What needs to be done: Pull each line containing "CopyGetters" out of the data and copy it.

Supplied data:
<<<<

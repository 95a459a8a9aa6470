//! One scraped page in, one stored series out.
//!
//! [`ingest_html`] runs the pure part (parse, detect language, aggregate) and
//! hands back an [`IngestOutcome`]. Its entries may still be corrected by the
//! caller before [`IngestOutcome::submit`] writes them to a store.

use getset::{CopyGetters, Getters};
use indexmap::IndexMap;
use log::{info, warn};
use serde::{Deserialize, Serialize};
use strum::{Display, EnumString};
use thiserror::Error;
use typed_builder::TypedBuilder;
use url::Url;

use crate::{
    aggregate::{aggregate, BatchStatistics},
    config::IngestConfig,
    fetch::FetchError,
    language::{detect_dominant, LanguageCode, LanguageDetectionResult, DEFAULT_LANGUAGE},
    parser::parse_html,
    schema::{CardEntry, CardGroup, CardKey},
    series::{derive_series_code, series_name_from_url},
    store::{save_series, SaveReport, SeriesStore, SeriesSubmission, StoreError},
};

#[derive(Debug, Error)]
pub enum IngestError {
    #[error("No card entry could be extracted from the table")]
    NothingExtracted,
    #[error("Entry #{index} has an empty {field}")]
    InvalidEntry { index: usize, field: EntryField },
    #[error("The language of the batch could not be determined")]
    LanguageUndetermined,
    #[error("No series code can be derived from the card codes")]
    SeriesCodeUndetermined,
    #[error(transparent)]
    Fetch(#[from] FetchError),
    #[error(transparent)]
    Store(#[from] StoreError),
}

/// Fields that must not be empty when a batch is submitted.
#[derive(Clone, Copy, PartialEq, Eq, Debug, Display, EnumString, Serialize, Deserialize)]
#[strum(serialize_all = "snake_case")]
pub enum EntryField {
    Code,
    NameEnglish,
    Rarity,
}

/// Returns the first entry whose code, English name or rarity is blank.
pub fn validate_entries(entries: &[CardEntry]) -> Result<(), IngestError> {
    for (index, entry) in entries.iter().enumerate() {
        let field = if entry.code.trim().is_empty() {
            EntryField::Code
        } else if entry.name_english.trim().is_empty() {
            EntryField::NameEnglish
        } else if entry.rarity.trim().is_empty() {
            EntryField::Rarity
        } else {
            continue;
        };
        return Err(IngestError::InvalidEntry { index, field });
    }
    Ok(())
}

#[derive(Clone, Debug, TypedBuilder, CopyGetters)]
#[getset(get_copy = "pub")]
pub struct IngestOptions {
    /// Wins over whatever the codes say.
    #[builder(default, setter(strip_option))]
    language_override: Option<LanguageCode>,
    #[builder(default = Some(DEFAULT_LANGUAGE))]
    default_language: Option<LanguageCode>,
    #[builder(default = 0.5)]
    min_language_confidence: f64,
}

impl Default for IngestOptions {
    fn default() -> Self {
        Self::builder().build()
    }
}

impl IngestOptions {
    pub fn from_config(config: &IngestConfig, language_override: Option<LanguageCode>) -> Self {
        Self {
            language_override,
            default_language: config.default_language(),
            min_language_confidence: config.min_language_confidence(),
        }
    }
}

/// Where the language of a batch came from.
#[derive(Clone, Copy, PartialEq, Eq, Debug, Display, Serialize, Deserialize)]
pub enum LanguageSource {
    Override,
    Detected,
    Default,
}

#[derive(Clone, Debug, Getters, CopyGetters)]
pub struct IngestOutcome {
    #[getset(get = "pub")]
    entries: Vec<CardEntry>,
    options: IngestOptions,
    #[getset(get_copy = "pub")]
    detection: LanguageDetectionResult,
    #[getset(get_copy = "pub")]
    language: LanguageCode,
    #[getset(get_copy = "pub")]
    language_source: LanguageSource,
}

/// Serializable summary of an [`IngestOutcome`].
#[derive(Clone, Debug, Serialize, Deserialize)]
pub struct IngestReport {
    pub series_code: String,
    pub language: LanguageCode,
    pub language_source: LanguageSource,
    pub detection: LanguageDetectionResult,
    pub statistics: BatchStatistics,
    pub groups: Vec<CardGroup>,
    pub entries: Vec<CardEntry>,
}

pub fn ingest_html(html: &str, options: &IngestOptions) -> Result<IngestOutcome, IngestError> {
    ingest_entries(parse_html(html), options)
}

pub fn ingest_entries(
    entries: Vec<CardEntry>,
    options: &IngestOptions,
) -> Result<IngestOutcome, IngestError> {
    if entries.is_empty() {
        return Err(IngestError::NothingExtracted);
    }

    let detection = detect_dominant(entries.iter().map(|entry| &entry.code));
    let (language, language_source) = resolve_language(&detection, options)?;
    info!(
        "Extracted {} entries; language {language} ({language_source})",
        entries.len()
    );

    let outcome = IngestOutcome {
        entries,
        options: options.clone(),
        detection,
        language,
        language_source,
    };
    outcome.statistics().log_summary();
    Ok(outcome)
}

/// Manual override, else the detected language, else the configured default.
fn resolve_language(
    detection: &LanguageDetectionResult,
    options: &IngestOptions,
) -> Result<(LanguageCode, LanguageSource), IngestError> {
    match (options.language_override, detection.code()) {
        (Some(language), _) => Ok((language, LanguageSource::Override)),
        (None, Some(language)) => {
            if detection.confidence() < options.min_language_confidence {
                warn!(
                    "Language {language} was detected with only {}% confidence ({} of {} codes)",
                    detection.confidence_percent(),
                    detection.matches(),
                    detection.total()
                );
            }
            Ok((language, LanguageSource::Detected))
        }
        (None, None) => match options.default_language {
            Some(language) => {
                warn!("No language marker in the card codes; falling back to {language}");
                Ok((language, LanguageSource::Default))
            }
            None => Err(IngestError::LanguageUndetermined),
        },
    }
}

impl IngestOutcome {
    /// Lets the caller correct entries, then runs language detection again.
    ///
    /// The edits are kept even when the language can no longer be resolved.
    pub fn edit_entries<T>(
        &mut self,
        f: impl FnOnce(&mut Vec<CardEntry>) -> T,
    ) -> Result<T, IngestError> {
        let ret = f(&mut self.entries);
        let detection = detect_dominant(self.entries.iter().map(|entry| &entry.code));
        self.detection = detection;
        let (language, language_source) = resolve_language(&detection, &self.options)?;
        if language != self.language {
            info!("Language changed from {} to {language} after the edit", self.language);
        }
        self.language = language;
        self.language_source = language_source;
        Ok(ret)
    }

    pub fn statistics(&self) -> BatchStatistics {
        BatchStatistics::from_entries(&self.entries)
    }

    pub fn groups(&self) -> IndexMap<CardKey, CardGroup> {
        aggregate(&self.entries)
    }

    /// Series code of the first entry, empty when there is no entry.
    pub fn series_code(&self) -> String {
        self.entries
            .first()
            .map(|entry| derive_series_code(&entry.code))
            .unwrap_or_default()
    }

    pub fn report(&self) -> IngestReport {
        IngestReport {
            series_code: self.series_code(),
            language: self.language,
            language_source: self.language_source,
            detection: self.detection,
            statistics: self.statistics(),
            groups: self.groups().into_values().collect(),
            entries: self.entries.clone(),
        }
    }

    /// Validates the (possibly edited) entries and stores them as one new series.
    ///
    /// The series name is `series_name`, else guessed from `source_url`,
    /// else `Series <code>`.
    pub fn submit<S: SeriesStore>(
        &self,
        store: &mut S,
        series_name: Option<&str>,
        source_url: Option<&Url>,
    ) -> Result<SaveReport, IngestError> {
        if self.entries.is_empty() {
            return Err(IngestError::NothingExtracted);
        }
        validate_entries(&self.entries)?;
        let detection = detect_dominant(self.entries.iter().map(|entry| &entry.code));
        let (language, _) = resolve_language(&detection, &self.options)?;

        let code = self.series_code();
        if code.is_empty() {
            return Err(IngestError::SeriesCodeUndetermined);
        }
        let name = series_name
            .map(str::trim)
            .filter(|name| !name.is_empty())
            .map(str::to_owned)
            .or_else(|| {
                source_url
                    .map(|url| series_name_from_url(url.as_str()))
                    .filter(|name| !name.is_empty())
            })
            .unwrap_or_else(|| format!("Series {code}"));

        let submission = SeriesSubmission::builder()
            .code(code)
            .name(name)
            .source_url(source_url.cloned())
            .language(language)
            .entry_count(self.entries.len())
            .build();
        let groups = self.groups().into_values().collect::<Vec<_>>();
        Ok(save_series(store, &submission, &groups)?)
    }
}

>>>>
<<<<

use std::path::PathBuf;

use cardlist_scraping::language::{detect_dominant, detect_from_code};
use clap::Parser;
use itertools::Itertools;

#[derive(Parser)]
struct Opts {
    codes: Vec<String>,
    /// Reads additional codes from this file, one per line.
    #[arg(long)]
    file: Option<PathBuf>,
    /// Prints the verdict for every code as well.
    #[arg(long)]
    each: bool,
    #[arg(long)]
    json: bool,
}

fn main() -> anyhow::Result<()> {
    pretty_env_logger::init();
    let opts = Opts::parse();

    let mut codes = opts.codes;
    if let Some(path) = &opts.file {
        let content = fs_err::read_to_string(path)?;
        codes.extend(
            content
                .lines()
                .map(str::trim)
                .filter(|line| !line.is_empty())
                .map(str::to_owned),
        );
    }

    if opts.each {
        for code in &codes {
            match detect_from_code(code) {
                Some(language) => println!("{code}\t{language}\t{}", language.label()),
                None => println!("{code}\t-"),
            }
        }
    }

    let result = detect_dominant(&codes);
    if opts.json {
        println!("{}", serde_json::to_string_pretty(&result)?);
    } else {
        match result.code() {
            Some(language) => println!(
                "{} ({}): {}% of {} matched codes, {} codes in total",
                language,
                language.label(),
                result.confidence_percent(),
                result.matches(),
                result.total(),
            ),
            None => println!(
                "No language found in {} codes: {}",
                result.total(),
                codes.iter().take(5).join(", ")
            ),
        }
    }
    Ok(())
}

>>>>
<<<<

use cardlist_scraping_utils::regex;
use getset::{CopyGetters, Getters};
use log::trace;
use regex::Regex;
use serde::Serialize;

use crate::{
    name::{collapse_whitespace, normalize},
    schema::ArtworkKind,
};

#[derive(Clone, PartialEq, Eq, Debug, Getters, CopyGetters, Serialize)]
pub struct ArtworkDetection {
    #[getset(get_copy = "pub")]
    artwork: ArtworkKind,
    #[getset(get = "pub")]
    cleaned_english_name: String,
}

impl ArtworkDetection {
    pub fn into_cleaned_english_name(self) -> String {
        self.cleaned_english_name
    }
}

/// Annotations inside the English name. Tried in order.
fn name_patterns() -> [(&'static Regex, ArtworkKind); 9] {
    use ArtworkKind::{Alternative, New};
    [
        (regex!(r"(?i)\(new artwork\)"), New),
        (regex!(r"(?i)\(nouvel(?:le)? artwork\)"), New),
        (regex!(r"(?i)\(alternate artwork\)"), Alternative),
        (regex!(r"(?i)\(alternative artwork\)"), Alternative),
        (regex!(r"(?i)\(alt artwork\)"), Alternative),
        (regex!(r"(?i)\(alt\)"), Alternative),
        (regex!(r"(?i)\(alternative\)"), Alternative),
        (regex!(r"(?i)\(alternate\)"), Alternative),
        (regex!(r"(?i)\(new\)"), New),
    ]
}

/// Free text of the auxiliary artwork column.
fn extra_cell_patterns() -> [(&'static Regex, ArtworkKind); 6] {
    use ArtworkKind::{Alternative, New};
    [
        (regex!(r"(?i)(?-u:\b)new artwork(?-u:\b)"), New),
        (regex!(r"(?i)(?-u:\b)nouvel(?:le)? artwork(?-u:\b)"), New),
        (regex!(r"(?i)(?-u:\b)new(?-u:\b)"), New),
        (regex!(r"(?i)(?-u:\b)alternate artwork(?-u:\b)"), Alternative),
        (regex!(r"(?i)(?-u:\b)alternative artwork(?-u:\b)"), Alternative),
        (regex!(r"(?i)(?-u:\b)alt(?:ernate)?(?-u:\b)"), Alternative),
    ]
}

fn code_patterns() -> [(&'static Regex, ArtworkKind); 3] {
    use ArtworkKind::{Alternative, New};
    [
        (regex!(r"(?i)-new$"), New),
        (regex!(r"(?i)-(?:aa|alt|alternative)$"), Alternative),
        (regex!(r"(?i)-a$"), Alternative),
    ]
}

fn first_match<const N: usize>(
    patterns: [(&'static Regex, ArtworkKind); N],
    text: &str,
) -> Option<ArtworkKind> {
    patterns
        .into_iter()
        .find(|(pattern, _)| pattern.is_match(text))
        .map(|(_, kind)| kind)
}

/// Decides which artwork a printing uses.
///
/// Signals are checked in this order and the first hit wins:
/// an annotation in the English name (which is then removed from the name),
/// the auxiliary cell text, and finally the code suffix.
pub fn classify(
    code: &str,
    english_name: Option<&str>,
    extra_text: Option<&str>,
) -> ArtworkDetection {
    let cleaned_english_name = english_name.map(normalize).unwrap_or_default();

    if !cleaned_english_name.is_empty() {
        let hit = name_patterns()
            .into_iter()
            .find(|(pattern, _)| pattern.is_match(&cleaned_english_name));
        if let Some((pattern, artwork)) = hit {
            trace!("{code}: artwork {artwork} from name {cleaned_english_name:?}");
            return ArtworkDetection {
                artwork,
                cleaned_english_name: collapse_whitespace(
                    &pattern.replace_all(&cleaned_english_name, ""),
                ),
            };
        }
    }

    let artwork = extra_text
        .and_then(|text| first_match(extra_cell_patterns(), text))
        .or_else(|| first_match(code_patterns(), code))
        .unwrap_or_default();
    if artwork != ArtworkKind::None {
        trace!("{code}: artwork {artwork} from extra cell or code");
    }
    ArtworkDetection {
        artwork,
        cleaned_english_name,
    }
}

>>>>

Response below:
use getset::{CopyGetters, Getters};
#[derive(Clone, Debug, TypedBuilder, CopyGetters)]
#[derive(Clone, Debug, Getters, CopyGetters)]
use getset::{CopyGetters, Getters};
#[derive(Clone, PartialEq, Eq, Debug, Getters, CopyGetters, Serialize)]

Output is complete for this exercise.